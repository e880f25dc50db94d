//! Dataset acquisition
//!
//! Fetches the dataset archive and unpacks it, unless the expected dataset
//! directory is already on disk. There is no retry and no checksum check.

use std::fs::{self, File};
use std::io::BufWriter;
use std::path::{Path, PathBuf};

use tracing::{info, warn};

use crate::config::DatasetConfig;
use crate::utils::error::{HandSignError, Result};

/// What [`ensure_dataset`] did
#[derive(Debug, Clone, PartialEq, Eq)]
pub enum AcquireOutcome {
    /// Dataset directory existed; nothing was fetched
    AlreadyPresent(PathBuf),
    /// Archive was downloaded and extracted
    Downloaded(PathBuf),
}

impl AcquireOutcome {
    pub fn dataset_dir(&self) -> &Path {
        match self {
            AcquireOutcome::AlreadyPresent(p) | AcquireOutcome::Downloaded(p) => p,
        }
    }
}

/// Supported archive formats, chosen from the file name
#[derive(Debug, Clone, Copy, PartialEq, Eq)]
pub enum ArchiveFormat {
    SevenZip,
    TarGz,
}

impl ArchiveFormat {
    pub fn from_path(path: &Path) -> Result<Self> {
        let name = path
            .file_name()
            .map(|n| n.to_string_lossy().to_lowercase())
            .unwrap_or_default();

        if name.ends_with(".7z") {
            Ok(ArchiveFormat::SevenZip)
        } else if name.ends_with(".tar.gz") || name.ends_with(".tgz") {
            Ok(ArchiveFormat::TarGz)
        } else {
            Err(HandSignError::UnsupportedArchive(path.to_path_buf()))
        }
    }
}

/// Make sure the dataset directory exists, downloading it if needed
pub fn ensure_dataset(config: &DatasetConfig) -> Result<AcquireOutcome> {
    let dataset_dir = config.dataset_dir();
    if dataset_dir.is_dir() {
        info!("Dataset directory {:?} already exists, skipping download", dataset_dir);
        return Ok(AcquireOutcome::AlreadyPresent(dataset_dir));
    }

    let archive_path = config.archive_path();
    // fail before touching the network when we could not unpack the result
    ArchiveFormat::from_path(&archive_path)?;

    if archive_path.exists() {
        warn!("Removing stale archive {:?}", archive_path);
        fs::remove_file(&archive_path)?;
    }

    download(&config.url, &archive_path)?;
    extract_archive(&archive_path, &config.extract_root)?;

    if !dataset_dir.is_dir() {
        return Err(HandSignError::Dataset(format!(
            "archive {:?} did not contain {:?}",
            archive_path, dataset_dir
        )));
    }

    if config.remove_archive {
        fs::remove_file(&archive_path)?;
    }

    info!("Dataset ready at {:?}", dataset_dir);
    Ok(AcquireOutcome::Downloaded(dataset_dir))
}

/// Stream `url` into `dest`
pub fn download(url: &str, dest: &Path) -> Result<u64> {
    if let Some(parent) = dest.parent().filter(|p| !p.as_os_str().is_empty()) {
        fs::create_dir_all(parent)?;
    }

    info!("Downloading {} -> {:?}", url, dest);
    let download_err = |reason: String| HandSignError::Download {
        url: url.to_string(),
        reason,
    };

    let mut response = reqwest::blocking::get(url)
        .and_then(|r| r.error_for_status())
        .map_err(|e| download_err(e.to_string()))?;

    let mut writer = BufWriter::new(File::create(dest)?);
    let bytes = response
        .copy_to(&mut writer)
        .map_err(|e| download_err(e.to_string()))?;

    info!("Downloaded {:.1} MB", bytes as f64 / 1_048_576.0);
    Ok(bytes)
}

/// Unpack an archive into `output_dir`
pub fn extract_archive(archive: &Path, output_dir: &Path) -> Result<()> {
    let format = ArchiveFormat::from_path(archive)?;
    fs::create_dir_all(output_dir)?;
    info!("Extracting {:?} into {:?}", archive, output_dir);

    match format {
        ArchiveFormat::SevenZip => sevenz_rust::decompress_file(archive, output_dir)
            .map_err(|e| HandSignError::Extraction(archive.to_path_buf(), e.to_string())),
        ArchiveFormat::TarGz => {
            let decoder = flate2::read::GzDecoder::new(File::open(archive)?);
            tar::Archive::new(decoder)
                .unpack(output_dir)
                .map_err(|e| HandSignError::Extraction(archive.to_path_buf(), e.to_string()))
        }
    }
}
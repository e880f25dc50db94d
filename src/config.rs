//! Pipeline Configuration
//!
//! Every tunable of a run lives in [`PipelineConfig`]. Defaults reproduce the
//! reference setup (28x28 inputs, batch 32, 50 epochs, Adam at 1e-3); a TOML
//! file can override any subset of fields.

use std::path::{Path, PathBuf};

use serde::{Deserialize, Serialize};

use crate::dataset::augmentation::AugmentationConfig;
use crate::dataset::labels::DEFAULT_LABELS;
use crate::utils::error::{HandSignError, Result};

/// Default archive URL of the hand-sign dataset
pub const DEFAULT_DATASET_URL: &str =
    "https://github.com/lesterchia1/hand_sign_datasets/raw/main/hand_sign_datasets.7z";

/// Full configuration of a pipeline run
#[derive(Debug, Clone, Default, Serialize, Deserialize, PartialEq)]
#[serde(default)]
pub struct PipelineConfig {
    pub dataset: DatasetConfig,
    pub augmentation: AugmentationConfig,
    pub training: TrainingConfig,
    pub labels: LabelConfig,
    pub output: OutputConfig,
}

/// Where the dataset comes from and how it is laid out on disk
#[derive(Debug, Clone, Serialize, Deserialize, PartialEq)]
#[serde(default)]
pub struct DatasetConfig {
    /// Remote archive URL
    pub url: String,
    /// Directory the archive is downloaded into
    pub download_dir: PathBuf,
    /// Directory the archive is extracted into
    pub extract_root: PathBuf,
    /// Name of the top-level directory inside the archive
    pub dataset_dir_name: String,
    /// Training split folder name
    pub train_dir: String,
    /// Validation split candidates, tried in order
    pub validation_dirs: Vec<String>,
    /// Delete the archive after a successful extraction
    pub remove_archive: bool,
}

impl Default for DatasetConfig {
    fn default() -> Self {
        Self {
            url: DEFAULT_DATASET_URL.to_string(),
            download_dir: PathBuf::from("data"),
            extract_root: PathBuf::from("data/extracted_data"),
            dataset_dir_name: "hand_sign_datasets".to_string(),
            train_dir: "Train".to_string(),
            validation_dirs: vec!["Val".to_string(), "Test".to_string()],
            remove_archive: false,
        }
    }
}

impl DatasetConfig {
    /// `extract_root/dataset_dir_name`
    pub fn dataset_dir(&self) -> PathBuf {
        self.extract_root.join(&self.dataset_dir_name)
    }

    /// Local path of the downloaded archive, named after the last URL segment
    pub fn archive_path(&self) -> PathBuf {
        let name = self
            .url
            .rsplit('/')
            .find(|s| !s.is_empty())
            .unwrap_or("dataset_archive");
        self.download_dir.join(name)
    }

    pub fn train_path(&self) -> PathBuf {
        self.dataset_dir().join(&self.train_dir)
    }
}

/// Training hyperparameters
#[derive(Debug, Clone, Serialize, Deserialize, PartialEq)]
#[serde(default)]
pub struct TrainingConfig {
    pub epochs: usize,
    pub batch_size: usize,
    pub learning_rate: f64,
    /// Square side length images are resized to
    pub image_size: usize,
    /// Seed for shuffling and augmentation
    pub seed: u64,
}

impl Default for TrainingConfig {
    fn default() -> Self {
        Self {
            epochs: crate::EPOCHS,
            batch_size: crate::BATCH_SIZE,
            learning_rate: 1e-3,
            image_size: crate::IMAGE_SIZE,
            seed: 42,
        }
    }
}

impl TrainingConfig {
    pub fn validate(&self) -> Result<()> {
        if self.epochs == 0 {
            return Err(HandSignError::Config("training.epochs must be > 0".into()));
        }
        if self.batch_size == 0 {
            return Err(HandSignError::Config("training.batch_size must be > 0".into()));
        }
        if !(self.learning_rate > 0.0) {
            return Err(HandSignError::Config(
                "training.learning_rate must be positive".into(),
            ));
        }
        // three valid 3x3 conv + 2x2 pool blocks need at least 22 pixels
        if self.image_size < 22 {
            return Err(HandSignError::Config(format!(
                "training.image_size must be >= 22, got {}",
                self.image_size
            )));
        }
        Ok(())
    }
}

/// Class label table
#[derive(Debug, Clone, Serialize, Deserialize, PartialEq)]
#[serde(default)]
pub struct LabelConfig {
    /// Display labels in class-index order
    pub table: Vec<String>,
    /// Fail when the table disagrees with the discovered folders.
    /// When false, a warning is logged and folder names are used instead.
    pub strict: bool,
}

impl Default for LabelConfig {
    fn default() -> Self {
        Self {
            table: DEFAULT_LABELS.iter().map(|s| s.to_string()).collect(),
            strict: true,
        }
    }
}

/// Output locations
#[derive(Debug, Clone, Serialize, Deserialize, PartialEq)]
#[serde(default)]
pub struct OutputConfig {
    pub dir: PathBuf,
    /// Image used for the post-training example prediction
    pub sample_image: Option<PathBuf>,
}

impl Default for OutputConfig {
    fn default() -> Self {
        Self {
            dir: PathBuf::from("output"),
            sample_image: None,
        }
    }
}

impl PipelineConfig {
    /// Load from a TOML file; missing fields take their defaults
    pub fn load(path: &Path) -> Result<Self> {
        if !path.exists() {
            return Err(HandSignError::PathNotFound(path.to_path_buf()));
        }
        let text = std::fs::read_to_string(path)?;
        let config: Self = toml::from_str(&text)?;
        config.validate()?;
        Ok(config)
    }

    /// Save as pretty TOML
    pub fn save(&self, path: &Path) -> Result<()> {
        if let Some(parent) = path.parent().filter(|p| !p.as_os_str().is_empty()) {
            std::fs::create_dir_all(parent)?;
        }
        std::fs::write(path, toml::to_string_pretty(self)?)?;
        Ok(())
    }

    pub fn validate(&self) -> Result<()> {
        self.training.validate()?;
        if self.dataset.validation_dirs.is_empty() {
            return Err(HandSignError::Config(
                "dataset.validation_dirs needs at least one candidate".into(),
            ));
        }
        self.augmentation.validate()?;
        Ok(())
    }
}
··········
Activity —
Only the lines of the data holding the string "bool" are wanted; copy each of them.

Solution to this problem —
    pub remove_archive: bool,
    pub strict: bool,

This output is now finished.